* [TASK PROMPT]: Precise copying is required. Return the data below in full.

* [RECORDS FOR THE TASK]:

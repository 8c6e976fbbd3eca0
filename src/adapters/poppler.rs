//! Poppler `pdftoppm` rasterizer

use crate::adapters::traits::Rasterizer;
use crate::domain::{RedactorError, Result};
use image::RgbImage;
use std::path::{Path, PathBuf};
use std::process::Command;

/// Default render resolution
pub const DEFAULT_DPI: u32 = 300;

const PAGE_PREFIX: &str = "page";

/// Rasterizer backed by the `pdftoppm` binary
///
/// Pages are rendered as PNG files into a temporary directory that is removed
/// when rasterization returns.
#[derive(Debug, Clone)]
pub struct PdftoppmRasterizer {
    binary: PathBuf,
}

impl PdftoppmRasterizer {
    pub fn new(binary: impl Into<PathBuf>) -> Self {
        Self {
            binary: binary.into(),
        }
    }
}

impl Default for PdftoppmRasterizer {
    fn default() -> Self {
        Self::new("pdftoppm")
    }
}

impl Rasterizer for PdftoppmRasterizer {
    fn rasterize(&self, document: &Path, dpi: u32) -> Result<Vec<RgbImage>> {
        let workdir = tempfile::tempdir()
            .map_err(|e| RedactorError::RasterizationFailure(format!("Temp dir: {e}")))?;
        let root = workdir.path().join(PAGE_PREFIX);

        tracing::debug!(document = %document.display(), dpi, "Rasterizing PDF");

        let output = Command::new(&self.binary)
            .args(["-r", &dpi.to_string(), "-png"])
            .arg(document)
            .arg(&root)
            .output()
            .map_err(|e| {
                RedactorError::RasterizationFailure(format!(
                    "Failed to run {}: {e}",
                    self.binary.display()
                ))
            })?;

        if !output.status.success() {
            let stderr = String::from_utf8_lossy(&output.stderr);
            return Err(RedactorError::RasterizationFailure(format!(
                "{} exited with {}: {}",
                self.binary.display(),
                output.status,
                stderr.trim()
            )));
        }

        let pages = rendered_pages(workdir.path())?;
        if pages.is_empty() {
            return Err(RedactorError::RasterizationFailure(format!(
                "{} produced no pages",
                document.display()
            )));
        }

        pages
            .iter()
            .map(|path| {
                image::open(path).map(|img| img.to_rgb8()).map_err(|e| {
                    RedactorError::RasterizationFailure(format!(
                        "Failed to load rendered page {}: {e}",
                        path.display()
                    ))
                })
            })
            .collect()
    }
}

/// Rendered page files in page order
///
/// `pdftoppm` names pages `page-1.png` or `page-01.png` depending on the page
/// count, so the order comes from the numeric suffix.
fn rendered_pages(dir: &Path) -> Result<Vec<PathBuf>> {
    let mut pages: Vec<(u32, PathBuf)> = std::fs::read_dir(dir)
        .map_err(|e| RedactorError::RasterizationFailure(e.to_string()))?
        .filter_map(|entry| entry.ok().map(|e| e.path()))
        .filter_map(|path| page_number(&path).map(|n| (n, path)))
        .collect();

    pages.sort_by_key(|(n, _)| *n);
    Ok(pages.into_iter().map(|(_, path)| path).collect())
}

fn page_number(path: &Path) -> Option<u32> {
    if path.extension()?.to_str()? != "png" {
        return None;
    }
    let stem = path.file_stem()?.to_str()?;
    let (prefix, number) = stem.rsplit_once('-')?;
    if prefix != PAGE_PREFIX {
        return None;
    }
    number.parse().ok()
}

#[cfg(test)]
mod tests {
    use super::*;
    use std::fs::File;

    #[test]
    fn test_page_number() {
        assert_eq!(page_number(Path::new("/tmp/x/page-1.png")), Some(1));
        assert_eq!(page_number(Path::new("/tmp/x/page-012.png")), Some(12));
        assert_eq!(page_number(Path::new("/tmp/x/page-1.ppm")), None);
        assert_eq!(page_number(Path::new("/tmp/x/other-1.png")), None);
    }

    #[test]
    fn test_rendered_pages_sorted_numerically() {
        let dir = tempfile::tempdir().unwrap();
        for name in ["page-10.png", "page-2.png", "page-1.png", "notes.txt"] {
            File::create(dir.path().join(name)).unwrap();
        }

        let pages = rendered_pages(dir.path()).unwrap();
        let names: Vec<_> = pages
            .iter()
            .map(|p| p.file_name().unwrap().to_str().unwrap().to_string())
            .collect();
        assert_eq!(names, vec!["page-1.png", "page-2.png", "page-10.png"]);
    }

    #[test]
    fn test_missing_binary_is_rasterization_failure() {
        let rasterizer = PdftoppmRasterizer::new("/nonexistent/pdftoppm-binary");
        let err = rasterizer
            .rasterize(Path::new("missing.pdf"), DEFAULT_DPI)
            .unwrap_err();
        assert!(matches!(err, RedactorError::RasterizationFailure(_)));
    }

    #[test]
    fn test_load_image_decode_failure() {
        let dir = tempfile::tempdir().unwrap();
        let path = dir.path().join("broken.png");
        std::fs::write(&path, b"not an image").unwrap();

        let err = PdftoppmRasterizer::default().load_image(&path).unwrap_err();
        assert!(matches!(err, RedactorError::RasterizationFailure(_)));
    }
}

* [OUTPUT]:
repository 8c6e976fbbd3eca0
filename src/adapters/poppler.rs
//! Poppler `pdftoppm` rasterizer

use crate::adapters::traits::Rasterizer;
use crate::domain::{RedactorError, Result};
use image::RgbImage;
use std::path::{Path, PathBuf};
use std::process::Command;

/// Default render resolution
pub const DEFAULT_DPI: u32 = 300;

const PAGE_PREFIX: &str = "page";

/// Rasterizer backed by the `pdftoppm` binary
///
/// Pages are rendered as PNG files into a temporary directory that is removed
/// when rasterization returns.
#[derive(Debug, Clone)]
pub struct PdftoppmRasterizer {
    binary: PathBuf,
}

impl PdftoppmRasterizer {
    pub fn new(binary: impl Into<PathBuf>) -> Self {
        Self {
            binary: binary.into(),
        }
    }
}

impl Default for PdftoppmRasterizer {
    fn default() -> Self {
        Self::new("pdftoppm")
    }
}

impl Rasterizer for PdftoppmRasterizer {
    fn rasterize(&self, document: &Path, dpi: u32) -> Result<Vec<RgbImage>> {
        let workdir = tempfile::tempdir()
            .map_err(|e| RedactorError::RasterizationFailure(format!("Temp dir: {e}")))?;
        let root = workdir.path().join(PAGE_PREFIX);

        tracing::debug!(document = %document.display(), dpi, "Rasterizing PDF");

        let output = Command::new(&self.binary)
            .args(["-r", &dpi.to_string(), "-png"])
            .arg(document)
            .arg(&root)
            .output()
            .map_err(|e| {
                RedactorError::RasterizationFailure(format!(
                    "Failed to run {}: {e}",
                    self.binary.display()
                ))
            })?;

        if !output.status.success() {
            let stderr = String::from_utf8_lossy(&output.stderr);
            return Err(RedactorError::RasterizationFailure(format!(
                "{} exited with {}: {}",
                self.binary.display(),
                output.status,
                stderr.trim()
            )));
        }

        let pages = rendered_pages(workdir.path())?;
        if pages.is_empty() {
            return Err(RedactorError::RasterizationFailure(format!(
                "{} produced no pages",
                document.display()
            )));
        }

        pages
            .iter()
            .map(|path| {
                image::open(path).map(|img| img.to_rgb8()).map_err(|e| {
                    RedactorError::RasterizationFailure(format!(
                        "Failed to load rendered page {}: {e}",
                        path.display()
                    ))
                })
            })
            .collect()
    }
}

/// Rendered page files in page order
///
/// `pdftoppm` names pages `page-1.png` or `page-01.png` depending on the page
/// count, so the order comes from the numeric suffix.
fn rendered_pages(dir: &Path) -> Result<Vec<PathBuf>> {
    let mut pages: Vec<(u32, PathBuf)> = std::fs::read_dir(dir)
        .map_err(|e| RedactorError::RasterizationFailure(e.to_string()))?
        .filter_map(|entry| entry.ok().map(|e| e.path()))
        .filter_map(|path| page_number(&path).map(|n| (n, path)))
        .collect();

    pages.sort_by_key(|(n, _)| *n);
    Ok(pages.into_iter().map(|(_, path)| path).collect())
}

fn page_number(path: &Path) -> Option<u32> {
    if path.extension()?.to_str()? != "png" {
        return None;
    }
    let stem = path.file_stem()?.to_str()?;
    let (prefix, number) = stem.rsplit_once('-')?;
    if prefix != PAGE_PREFIX {
        return None;
    }
    number.parse().ok()
}

#[cfg(test)]
mod tests {
    use super::*;
    use std::fs::File;

    #[test]
    fn test_page_number() {
        assert_eq!(page_number(Path::new("/tmp/x/page-1.png")), Some(1));
        assert_eq!(page_number(Path::new("/tmp/x/page-012.png")), Some(12));
        assert_eq!(page_number(Path::new("/tmp/x/page-1.ppm")), None);
        assert_eq!(page_number(Path::new("/tmp/x/other-1.png")), None);
    }

    #[test]
    fn test_rendered_pages_sorted_numerically() {
        let dir = tempfile::tempdir().unwrap();
        for name in ["page-10.png", "page-2.png", "page-1.png", "notes.txt"] {
            File::create(dir.path().join(name)).unwrap();
        }

        let pages = rendered_pages(dir.path()).unwrap();
        let names: Vec<_> = pages
            .iter()
            .map(|p| p.file_name().unwrap().to_str().unwrap().to_string())
            .collect();
        assert_eq!(names, vec!["page-1.png", "page-2.png", "page-10.png"]);
    }

    #[test]
    fn test_missing_binary_is_rasterization_failure() {
        let rasterizer = PdftoppmRasterizer::new("/nonexistent/pdftoppm-binary");
        let err = rasterizer
            .rasterize(Path::new("missing.pdf"), DEFAULT_DPI)
            .unwrap_err();
        assert!(matches!(err, RedactorError::RasterizationFailure(_)));
    }

    #[test]
    fn test_load_image_decode_failure() {
        let dir = tempfile::tempdir().unwrap();
        let path = dir.path().join("broken.png");
        std::fs::write(&path, b"not an image").unwrap();

        let err = PdftoppmRasterizer::default().load_image(&path).unwrap_err();
        assert!(matches!(err, RedactorError::RasterizationFailure(_)));
    }
}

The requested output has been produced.